This will go over particularly well if you are in CMA with a Chinese Sifu.


----------



## MA-Caver (May 7, 2007)

Xue Sheng said:


> Get what you say and what it looks like your mouth is saying to to be 2 different things like any martial arts movie out of Hong Kong dubbed in English.
> 
> And say, in response to absolutely everything
> 
> ...


yeah but it'd probably be more effective if he carries a micro tape recorder and manages to hide it and hit play/pause while giving instructions... :lol: at least he can move his lip out of sync with what he's saying AND be one and half word behind what he's saying...


----------



## Xue Sheng (May 7, 2007)

MA-Caver said:


> yeah but it'd probably be more effective if he carries a micro tape recorder and manages to hide it and hit play/pause while giving instructions... :lol: at least he can move his lip out of sync with what he's saying AND be one and half word behind what he's saying...


 
Actually when I trained with my first sifu another student one of his that was from China and I use to spar and he actually started doing this by thinking Chinese and speaking English (or at least that is how he described it) He and I would have these Kung Fu theater sparing matches with associated dialog.


----------



## Shaderon (May 10, 2007)

How to annoy others.. let's see...

How about repeatedly advising the person who's a rank above you to guard their face in sparring then when they repeatedly ignore you hit them in it hard?  

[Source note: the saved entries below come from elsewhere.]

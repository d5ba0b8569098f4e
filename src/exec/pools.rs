// src/exec/pools.rs

//! Named concurrency pools.
//!
//! A pool caps how many tasks tagged with it may run at once; the shipped
//! config uses a capacity-1 `db` pool to serialize writers against the
//! embedded database. Tasks without a pool tag never wait.

use std::collections::HashMap;
use std::sync::Arc;

use anyhow::Context;
use tokio::sync::{OwnedSemaphorePermit, Semaphore};
use tracing::debug;

use crate::config::model::ConfigFile;
use crate::errors::{PipelineError, Result};

/// Holds one semaphore per configured pool.
#[derive(Debug, Default)]
pub struct PoolManager {
    pools: HashMap<String, Arc<Semaphore>>,
}

impl PoolManager {
    pub fn new() -> Self {
        Self::default()
    }

    /// Build the pool set from a validated [`ConfigFile`].
    pub fn from_config(cfg: &ConfigFile) -> Result<Self> {
        let mut manager = Self::new();
        for (name, pool) in cfg.pool.iter() {
            manager.add_pool(name, pool.capacity)?;
        }
        Ok(manager)
    }

    /// Define a pool. Capacity must be at least 1.
    pub fn add_pool(&mut self, name: &str, capacity: usize) -> Result<()> {
        if capacity < 1 {
            return Err(PipelineError::PoolCapacity {
                name: name.to_string(),
                capacity,
            });
        }
        self.pools
            .insert(name.to_string(), Arc::new(Semaphore::new(capacity)));
        Ok(())
    }

    pub fn contains(&self, name: &str) -> bool {
        self.pools.contains_key(name)
    }

    /// Acquire a slot in the given pool, waiting while it is at capacity.
    ///
    /// `None` tags (the default pool) are unbounded and return immediately
    /// without a permit. The permit is released when dropped; callers hold
    /// it across the whole attempt loop, not per attempt.
    pub async fn acquire(&self, tag: Option<&str>) -> Result<Option<OwnedSemaphorePermit>> {
        let Some(tag) = tag else {
            return Ok(None);
        };

        let semaphore = self
            .pools
            .get(tag)
            .cloned()
            .ok_or_else(|| PipelineError::Config(format!("unknown pool '{tag}'")))?;

        debug!(pool = %tag, "acquiring pool slot");
        let permit = semaphore
            .acquire_owned()
            .await
            .context("pool semaphore closed")?;
        debug!(pool = %tag, "pool slot acquired");

        Ok(Some(permit))
    }
}
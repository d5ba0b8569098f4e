// src/logging.rs

//! Logging setup for `pipedag` using `tracing` + `tracing-subscriber`.
//!
//! Priority for determining the log level:
//! 1. `--log-level` CLI flag (if provided)
//! 2. `PIPEDAG_LOG` environment variable (e.g. "info", "debug")
//! 3. default to `info`
//!
//! Logs are sent to STDERR so that stdout stays free for task output and
//! the final run summary.

use anyhow::Result;
use tracing_subscriber::fmt;

use crate::cli::LogLevel;

/// Initialise global logging subscriber.
///
/// Safe to call once at startup.
pub fn init_logging(cli_level: Option<LogLevel>) -> Result<()> {
    let level = match cli_level {
        Some(lvl) => level_from_log_level(lvl),
        None => std::env::var("PIPEDAG_LOG")
            .ok()
            .and_then(|s| parse_level_str(&s))
            .unwrap_or(tracing::Level::INFO),
    };

    // Send logs to stderr; keep stdout free for task output.
    fmt()
        .with_max_level(level)
        .with_target(true)
        .with_thread_ids(false)
        .with_thread_names(false)
        .with_writer(std::io::stderr)
        .init();

    Ok(())
}

fn level_from_log_level(lvl: LogLevel) -> tracing::Level {
    match lvl {
        LogLevel::Error => tracing::Level::ERROR,
        LogLevel::Warn => tracing::Level::WARN,
        LogLevel::Info => tracing::Level::INFO,
        LogLevel::Debug => tracing::Level::DEBUG,
        LogLevel::Trace => tracing::Level::TRACE,
    }
}

fn parse_level_str(s: &str) -> Option<tracing::Level> {
    match s.trim().to_lowercase().as_str() {
        "error" => Some(tracing::Level::ERROR),
        "warn" | "warning" => Some(tracing::Level::WARN),
        "info" => Some(tracing::Level::INFO),
        "debug" => Some(tracing::Level::DEBUG),
        "trace" => Some(tracing::Level::TRACE),
        _ => None,
    }
}
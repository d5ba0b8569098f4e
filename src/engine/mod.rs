// src/engine/mod.rs

//! Run engine for pipedag.
//!
//! This module ties together:
//! - the pure per-run state machine ([`core`]) that decides which tasks are
//!   ready, which are skipped, and when the run is finished
//! - the async IO shell ([`runtime`]) that reads completion events from a
//!   channel, records results, and dispatches ready tasks to the executor
//!
//! The core is deterministic and has no channels, Tokio types, or IO, so it
//! can be unit tested by stepping it by hand.

use std::time::SystemTime;

use crate::retry::RetryPolicy;

/// Canonical task name type used throughout the engine.
pub type TaskName = String;

/// Outcome of a task's attempt loop, as reported by the executor.
#[derive(Debug, Clone, PartialEq, Eq)]
pub enum TaskOutcome {
    Success,
    Failed { exit_code: i32, detail: String },
}

impl TaskOutcome {
    pub fn is_success(&self) -> bool {
        matches!(self, TaskOutcome::Success)
    }
}

/// Description of a task the engine wants the executor to run now.
#[derive(Debug, Clone)]
pub struct DispatchTask {
    pub name: TaskName,
    pub cmd: String,
    pub pool: Option<String>,
    pub retry: Option<RetryPolicy>,
}

/// Events flowing into the runtime from the executor and signal handlers.
#[derive(Debug, Clone)]
pub enum RunEvent {
    /// A task's attempt loop finished with a terminal outcome.
    TaskCompleted {
        task: TaskName,
        outcome: TaskOutcome,
        attempts: u32,
        started_at: SystemTime,
        finished_at: SystemTime,
    },
    /// Abort the run between tasks (e.g. Ctrl-C): not-yet-started tasks
    /// are recorded as skipped, running tasks finish normally.
    AbortRequested,
}

pub mod core;
pub mod runtime;

pub use core::{CoreRun, CoreStep};
pub use runtime::Runtime;
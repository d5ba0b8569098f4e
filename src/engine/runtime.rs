// src/engine/runtime.rs

use std::fmt;

use tokio::sync::mpsc;
use tracing::{debug, info, warn};

use crate::engine::{CoreRun, CoreStep, DispatchTask, RunEvent, TaskOutcome};
use crate::errors::Result;
use crate::exec::ExecutorBackend;
use crate::store::{ResultStore, RunReport, TaskResult};

/// Drives a single run to completion in response to [`RunEvent`]s, and
/// delegates actual command execution to an [`ExecutorBackend`].
///
/// This is a pure IO shell around [`CoreRun`], which contains all the run
/// semantics. The shell reads events from the channel, records terminal
/// results into the store (one writer per task name), and dispatches ready
/// tasks to the executor.
pub struct Runtime<E: ExecutorBackend> {
    core: CoreRun,
    store: ResultStore,
    event_rx: mpsc::Receiver<RunEvent>,
    executor: E,
}

impl<E: ExecutorBackend> fmt::Debug for Runtime<E> {
    fn fmt(&self, f: &mut fmt::Formatter<'_>) -> fmt::Result {
        f.debug_struct("Runtime")
            .field("core", &self.core)
            .finish_non_exhaustive()
    }
}

impl<E: ExecutorBackend> Runtime<E> {
    pub fn new(
        core: CoreRun,
        store: ResultStore,
        event_rx: mpsc::Receiver<RunEvent>,
        executor: E,
    ) -> Self {
        Self {
            core,
            store,
            event_rx,
            executor,
        }
    }

    /// Run the plan to completion and return the report.
    ///
    /// Execution-time failures never surface as errors here; they are
    /// recorded per task and reflected in the report's overall status.
    pub async fn run(mut self) -> Result<RunReport> {
        info!("pipeline run started");

        let initial = self.core.start();
        self.dispatch(initial).await?;

        loop {
            let event = match self.event_rx.recv().await {
                Some(e) => e,
                None => {
                    warn!("run event channel closed before the run finished");
                    break;
                }
            };

            debug!(?event, "runtime received event");

            let step = match event {
                RunEvent::TaskCompleted {
                    task,
                    outcome,
                    attempts,
                    started_at,
                    finished_at,
                } => {
                    let success = outcome.is_success();
                    let result = match outcome {
                        TaskOutcome::Success => {
                            TaskResult::succeeded(task.clone(), attempts, started_at, finished_at)
                        }
                        TaskOutcome::Failed { exit_code, detail } => TaskResult::failed(
                            task.clone(),
                            attempts,
                            format!("exit code {exit_code}: {detail}"),
                            started_at,
                            finished_at,
                        ),
                    };
                    self.store.record(result)?;
                    self.core.handle_completion(&task, success)
                }
                RunEvent::AbortRequested => self.core.handle_abort(),
            };

            let finished = step.finished;
            self.apply_step(step).await?;

            if finished {
                debug!("all plan members terminal; stopping runtime");
                break;
            }
        }

        let report = RunReport::from_store(self.store);
        info!(overall = ?report.overall(), "pipeline run finished");
        Ok(report)
    }

    async fn apply_step(&mut self, step: CoreStep) -> Result<()> {
        for name in step.newly_skipped {
            self.store.record(TaskResult::skipped(name))?;
        }
        self.dispatch(step.dispatch).await
    }

    async fn dispatch(&mut self, tasks: Vec<DispatchTask>) -> Result<()> {
        if tasks.is_empty() {
            return Ok(());
        }

        let names: Vec<_> = tasks.iter().map(|t| t.name.as_str()).collect();
        debug!(?names, "dispatching ready tasks");

        self.executor.dispatch_tasks(tasks).await
    }
}
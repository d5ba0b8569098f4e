// tests/error_handling.rs

use std::io::Write;

use tempfile::NamedTempFile;

use pipedag::config::load_and_validate;
use pipedag::errors::PipelineError;
use pipedag::registry::{Task, TaskRegistry};

#[test]
fn dag_cycle_returns_structured_error() {
    let mut file = NamedTempFile::new().unwrap();
    write!(
        file,
        r#"
[task.A]
cmd = "echo A"
deps = ["B"]

[task.B]
cmd = "echo B"
deps = ["A"]
"#
    )
    .unwrap();

    let result = load_and_validate(file.path());

    match result {
        Err(PipelineError::CyclicDependency(name)) => {
            assert!(name == "A" || name == "B");
        }
        Err(e) => panic!("Expected CyclicDependency error, got: {:?}", e),
        Ok(_) => panic!("Expected error, got Ok"),
    }
}

#[test]
fn unknown_dependency_returns_config_error() {
    let mut file = NamedTempFile::new().unwrap();
    write!(
        file,
        r#"
[task.A]
cmd = "echo A"
deps = ["NonExistent"]
"#
    )
    .unwrap();

    let result = load_and_validate(file.path());

    match result {
        Err(PipelineError::Config(msg)) => {
            assert!(msg.contains("unknown dependency"));
            assert!(msg.contains("NonExistent"));
        }
        Err(e) => panic!("Expected Config error, got: {:?}", e),
        Ok(_) => panic!("Expected error, got Ok"),
    }
}

#[test]
fn self_dependency_returns_config_error() {
    let mut file = NamedTempFile::new().unwrap();
    write!(
        file,
        r#"
[task.A]
cmd = "echo A"
deps = ["A"]
"#
    )
    .unwrap();

    match load_and_validate(file.path()) {
        Err(PipelineError::Config(msg)) => assert!(msg.contains("depend on itself")),
        other => panic!("Expected Config error, got: {:?}", other),
    }
}

#[test]
fn unknown_pool_reference_returns_config_error() {
    let mut file = NamedTempFile::new().unwrap();
    write!(
        file,
        r#"
[task.A]
cmd = "echo A"
pool = "db"
"#
    )
    .unwrap();

    match load_and_validate(file.path()) {
        Err(PipelineError::Config(msg)) => {
            assert!(msg.contains("unknown pool"));
            assert!(msg.contains("db"));
        }
        other => panic!("Expected Config error, got: {:?}", other),
    }
}

#[test]
fn zero_capacity_pool_returns_structured_error() {
    let mut file = NamedTempFile::new().unwrap();
    write!(
        file,
        r#"
[pool.db]
capacity = 0

[task.A]
cmd = "echo A"
pool = "db"
"#
    )
    .unwrap();

    match load_and_validate(file.path()) {
        Err(PipelineError::PoolCapacity { name, capacity }) => {
            assert_eq!(name, "db");
            assert_eq!(capacity, 0);
        }
        other => panic!("Expected PoolCapacity error, got: {:?}", other),
    }
}

#[test]
fn zero_max_attempts_returns_config_error() {
    let mut file = NamedTempFile::new().unwrap();
    write!(
        file,
        r#"
[task.A]
cmd = "echo A"
retry = {{ max_attempts = 0, delay_ms = 100 }}
"#
    )
    .unwrap();

    match load_and_validate(file.path()) {
        Err(PipelineError::Config(msg)) => assert!(msg.contains("max_attempts")),
        other => panic!("Expected Config error, got: {:?}", other),
    }
}

#[test]
fn config_without_tasks_is_rejected() {
    let mut file = NamedTempFile::new().unwrap();
    write!(
        file,
        r#"
[pool.db]
capacity = 1
"#
    )
    .unwrap();

    match load_and_validate(file.path()) {
        Err(PipelineError::Config(msg)) => assert!(msg.contains("at least one")),
        other => panic!("Expected Config error, got: {:?}", other),
    }
}

#[test]
fn selection_with_unknown_task_is_rejected() {
    let mut file = NamedTempFile::new().unwrap();
    write!(
        file,
        r#"
[task.A]
cmd = "echo A"

[selection.broken]
tasks = ["A", "Missing"]
"#
    )
    .unwrap();

    match load_and_validate(file.path()) {
        Err(PipelineError::Config(msg)) => {
            assert!(msg.contains("broken"));
            assert!(msg.contains("Missing"));
        }
        other => panic!("Expected Config error, got: {:?}", other),
    }
}

#[test]
fn duplicate_registration_is_rejected() {
    let task = |name: &str| Task {
        name: name.to_string(),
        cmd: "true".to_string(),
        deps: vec![],
        pool: None,
        retry: None,
    };

    let mut registry = TaskRegistry::new();
    registry.register(task("A")).unwrap();

    match registry.register(task("A")) {
        Err(PipelineError::DuplicateTask(name)) => assert_eq!(name, "A"),
        other => panic!("Expected DuplicateTask, got: {:?}", other),
    }
}

#[test]
fn freeze_rejects_unresolved_dependency_names() {
    let mut registry = TaskRegistry::new();
    registry
        .register(Task {
            name: "A".to_string(),
            cmd: "true".to_string(),
            deps: vec!["ghost".to_string()],
            pool: None,
            retry: None,
        })
        .unwrap();

    match registry.freeze() {
        Err(PipelineError::UnknownTask(name)) => assert_eq!(name, "ghost"),
        other => panic!("Expected UnknownTask, got: {:?}", other),
    }
}

#[test]
fn registry_get_reports_unknown_names() {
    let registry = TaskRegistry::new();
    match registry.get("nope") {
        Err(PipelineError::UnknownTask(name)) => assert_eq!(name, "nope"),
        other => panic!("Expected UnknownTask, got: {:?}", other),
    }
}
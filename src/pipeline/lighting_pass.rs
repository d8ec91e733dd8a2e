//! Deferred lighting pass
//!
//! Shades the G-buffer with every point light in one fullscreen draw. Writes
//! the lit scene and its over-bright part to the two HDR attachments.

use super::{fullscreen_shader, GBufferTargets};
use crate::backend::traits::*;
use crate::backend::types::*;
use crate::render_graph::graph::GraphResult;
use crate::render_graph::pass::*;
use crate::render_graph::resource::*;
use crate::resources::{Framebuffer, FramebufferOps, FramebufferPipeline};
use std::any::Any;

/// HDR resources created by the lighting pass
#[derive(Debug, Clone, Copy, PartialEq, Eq)]
pub struct HdrTargets {
    pub color: ResourceId,
    pub bright: ResourceId,
    /// Filled from the G-buffer depth by the depth blit
    pub depth: ResourceId,
}

pub struct LightingPass {
    gbuffer: GBufferTargets,
    clear_color: [f32; 4],
    targets: Option<HdrTargets>,
    framebuffer: Option<Framebuffer>,
    layout: Option<BindGroupLayoutHandle>,
    bind_group: Option<BindGroupHandle>,
    pipeline: Option<FramebufferPipeline>,
}

impl LightingPass {
    pub fn new(gbuffer: GBufferTargets, clear_color: [f32; 4]) -> Self {
        Self {
            gbuffer,
            clear_color,
            targets: None,
            framebuffer: None,
            layout: None,
            bind_group: None,
            pipeline: None,
        }
    }

    pub fn targets(&self) -> Option<HdrTargets> {
        self.targets
    }
}

impl RenderPass for LightingPass {
    fn name(&self) -> &str {
        "Lighting Pass"
    }

    fn setup(&mut self, ctx: &mut PassSetupContext) {
        for input in [self.gbuffer.position, self.gbuffer.normal, self.gbuffer.albedo_spec] {
            ctx.read(input, ResourceUsage::TextureRead);
        }

        let color = ctx.create_target("hdr_color", TextureFormat::Rgba16Float);
        let bright = ctx.create_target("hdr_bright", TextureFormat::Rgba16Float);
        let depth = ctx.create_texture_relative(
            "hdr_depth",
            TextureSize::default(),
            TextureFormat::Depth32Float,
            TextureUsage::RENDER_ATTACHMENT | TextureUsage::COPY_DST,
        );
        ctx.write(color, ResourceUsage::RenderTarget);
        ctx.write(bright, ResourceUsage::RenderTarget);

        self.targets = Some(HdrTargets { color, bright, depth });
    }

    fn prepare(&mut self, ctx: &mut PassPrepareContext) -> GraphResult<()> {
        let Some(targets) = self.targets else {
            return Ok(());
        };

        let color = ctx.texture(targets.color)?;
        let bright = ctx.texture(targets.bright)?;
        let framebuffer = Framebuffer::new("Lighting Pass", color.width, color.height)
            .with_color(color.view, color.format)
            .with_color(bright.view, bright.format);

        let mut entries: Vec<BindGroupLayoutEntry> = (0..3)
            .map(|binding| BindGroupLayoutEntry {
                binding,
                visibility: ShaderStageFlags::FRAGMENT,
                ty: BindingType::Texture {
                    sample_type: TextureSampleType::Float { filterable: false },
                },
            })
            .collect();
        entries.push(BindGroupLayoutEntry {
            binding: 3,
            visibility: ShaderStageFlags::FRAGMENT,
            ty: BindingType::StorageBuffer { read_only: true },
        });
        let layout = ctx.backend.create_bind_group_layout(&entries)?;

        let position = ctx.texture(self.gbuffer.position)?;
        let normal = ctx.texture(self.gbuffer.normal)?;
        let albedo_spec = ctx.texture(self.gbuffer.albedo_spec)?;
        let bind_group = ctx.backend.create_bind_group(
            layout,
            &[
                (0, BindGroupEntry::Texture(position.view)),
                (1, BindGroupEntry::Texture(normal.view)),
                (2, BindGroupEntry::Texture(albedo_spec.view)),
                (3, BindGroupEntry::buffer(ctx.gpu.lights_buffer)),
            ],
        )?;

        let pipeline = FramebufferPipeline::create(ctx.backend, &RenderPipelineDescriptor {
            label: Some("Lighting Pipeline".into()),
            shader: fullscreen_shader(LIGHTING_FRAGMENT_SHADER),
            vertex_layouts: Vec::new(),
            bind_group_layouts: vec![ctx.gpu.frame_layout, layout],
            primitive_topology: PrimitiveTopology::TriangleList,
            front_face: FrontFace::Ccw,
            cull_mode: CullMode::None,
            depth_stencil: None,
            color_targets: framebuffer.color_targets(),
        })?;

        self.framebuffer = Some(framebuffer);
        self.layout = Some(layout);
        self.bind_group = Some(bind_group);
        self.pipeline = Some(pipeline);
        Ok(())
    }

    fn execute(&self, ctx: &mut PassExecuteContext) -> GraphResult<()> {
        let (Some(framebuffer), Some(pipeline), Some(bind_group)) =
            (&self.framebuffer, &self.pipeline, self.bind_group)
        else {
            return Ok(());
        };

        framebuffer.begin(ctx.backend, &FramebufferOps::clear(self.clear_color), pipeline)?;
        ctx.backend.set_bind_group(0, ctx.gpu.frame_bind_group);
        ctx.backend.set_bind_group(1, bind_group);
        ctx.backend.draw(0..3, 0..1);
        ctx.backend.end_render_pass();
        Ok(())
    }

    fn release(&mut self, backend: &mut dyn GraphicsBackend) {
        if let Some(pipeline) = self.pipeline.take() {
            pipeline.destroy(backend);
        }
        if let Some(bind_group) = self.bind_group.take() {
            backend.destroy_bind_group(bind_group);
        }
        if let Some(layout) = self.layout.take() {
            backend.destroy_bind_group_layout(layout);
        }
        self.framebuffer = None;
    }

    fn as_any(&self) -> &dyn Any {
        self
    }

    fn as_any_mut(&mut self) -> &mut dyn Any {
        self
    }
}

/// Blinn-Phong shading of the G-buffer
pub const LIGHTING_FRAGMENT_SHADER: &str = r#"
struct CameraUniforms {
    view: mat4x4<f32>,
    proj: mat4x4<f32>,
    view_proj: mat4x4<f32>,
    position: vec4<f32>,
    near_far: vec4<f32>,
}

struct FrameParams {
    use_normal_map: u32,
    min_layers: f32,
    max_layers: f32,
    height_scale: f32,
    light_count: u32,
}

struct PointLight {
    // xyz = position, w = radius
    position_radius: vec4<f32>,
    // xyz = color, w = linear attenuation
    color_linear: vec4<f32>,
    // xyz = ambient, w = quadratic attenuation
    ambient_quadratic: vec4<f32>,
}

@group(0) @binding(0) var<uniform> camera: CameraUniforms;
@group(0) @binding(1) var<uniform> params: FrameParams;

@group(1) @binding(0) var gbuffer_position: texture_2d<f32>;
@group(1) @binding(1) var gbuffer_normal: texture_2d<f32>;
@group(1) @binding(2) var gbuffer_albedo_spec: texture_2d<f32>;
@group(1) @binding(3) var<storage, read> lights: array<PointLight>;

struct HdrOutput {
    @location(0) color: vec4<f32>,
    @location(1) bright: vec4<f32>,
}

@fragment
fn fs_main(in: VertexOutput) -> HdrOutput {
    let pixel = vec2<i32>(in.position.xy);
    let world_position = textureLoad(gbuffer_position, pixel, 0).xyz;
    let normal_sample = textureLoad(gbuffer_normal, pixel, 0);

    var out: HdrOutput;
    // Nothing was drawn here
    if normal_sample.a == 0.0 {
        out.color = vec4<f32>(0.0, 0.0, 0.0, 1.0);
        out.bright = vec4<f32>(0.0, 0.0, 0.0, 1.0);
        return out;
    }

    let normal = normalize(normal_sample.xyz);
    let albedo_spec = textureLoad(gbuffer_albedo_spec, pixel, 0);
    let albedo = albedo_spec.rgb;
    let specular_strength = albedo_spec.a;

    let view_dir = normalize(camera.position.xyz - world_position);
    let count = min(params.light_count, arrayLength(&lights));

    var lighting = vec3<f32>(0.0);
    for (var i = 0u; i < count; i = i + 1u) {
        let light = lights[i];
        lighting = lighting + light.ambient_quadratic.xyz * albedo;

        let to_light = light.position_radius.xyz - world_position;
        let dist = length(to_light);
        if dist > light.position_radius.w {
            continue;
        }

        let light_dir = to_light / max(dist, 0.0001);
        let color = light.color_linear.xyz;
        let diffuse = max(dot(normal, light_dir), 0.0) * albedo * color;
        let halfway = normalize(light_dir + view_dir);
        let specular = pow(max(dot(normal, halfway), 0.0), 16.0) * specular_strength * color;

        let attenuation = 1.0 / (1.0 + light.color_linear.w * dist
            + light.ambient_quadratic.w * dist * dist);
        lighting = lighting + (diffuse + specular) * attenuation;
    }

    out.color = vec4<f32>(lighting, 1.0);
    out.bright = bright_part(lighting);
    return out;
}
"#;

#[cfg(test)]
mod tests {
    use super::*;

    use crate::pipeline::{fragment_outputs, validate_shader};

    #[test]
    fn test_shader_uses_bright_threshold() {
        let module = validate_shader("lighting", &fullscreen_shader(LIGHTING_FRAGMENT_SHADER));
        assert!(module.functions.iter().any(|(_, f)| f.name.as_deref() == Some("bright_part")));
        assert_eq!(fragment_outputs(&module), 2);
    }
}
//! Error types for asset loading.

use std::path::PathBuf;
use thiserror::Error;

/// Errors that can occur while loading textures and models.
#[derive(Error, Debug)]
pub enum ResourceError {
    /// The file does not exist.
    #[error("asset not found: {}", .0.display())]
    NotFound(PathBuf),
    /// Failed to decode an image.
    #[error("image decode error: {0}")]
    Image(#[from] image::ImageError),
    /// Failed to import the glTF document or its buffers.
    #[error("glTF import error: {0}")]
    Gltf(#[from] gltf::Error),
    /// An image uses a pixel format the renderer cannot upload.
    #[error("unsupported pixel format {format} in '{name}'")]
    UnsupportedFormat { name: String, format: String },
    /// A primitive is missing data the renderer needs.
    #[error("mesh {mesh} primitive {primitive}: {reason}")]
    InvalidPrimitive {
        mesh: usize,
        primitive: usize,
        reason: String,
    },
}

pub type ResourceResult<T> = Result<T, ResourceError>;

That annoys a few people :lol:


----------



## JBrainard (May 10, 2007)

crushing said:


> Do the Bruce Lee kiai after every basic.


 
I have a friend in class you actually does that sometimes :lol:



bushidomartialarts said:


> Keep asking to see the technique again immediately after the instructor shows it.
> Especially if the uke looks like it hurts.



Wouldn't work in my school. If you ask the instructor to demonstrait a technique twice, he demonstraits it on you. Makes you pay more attention!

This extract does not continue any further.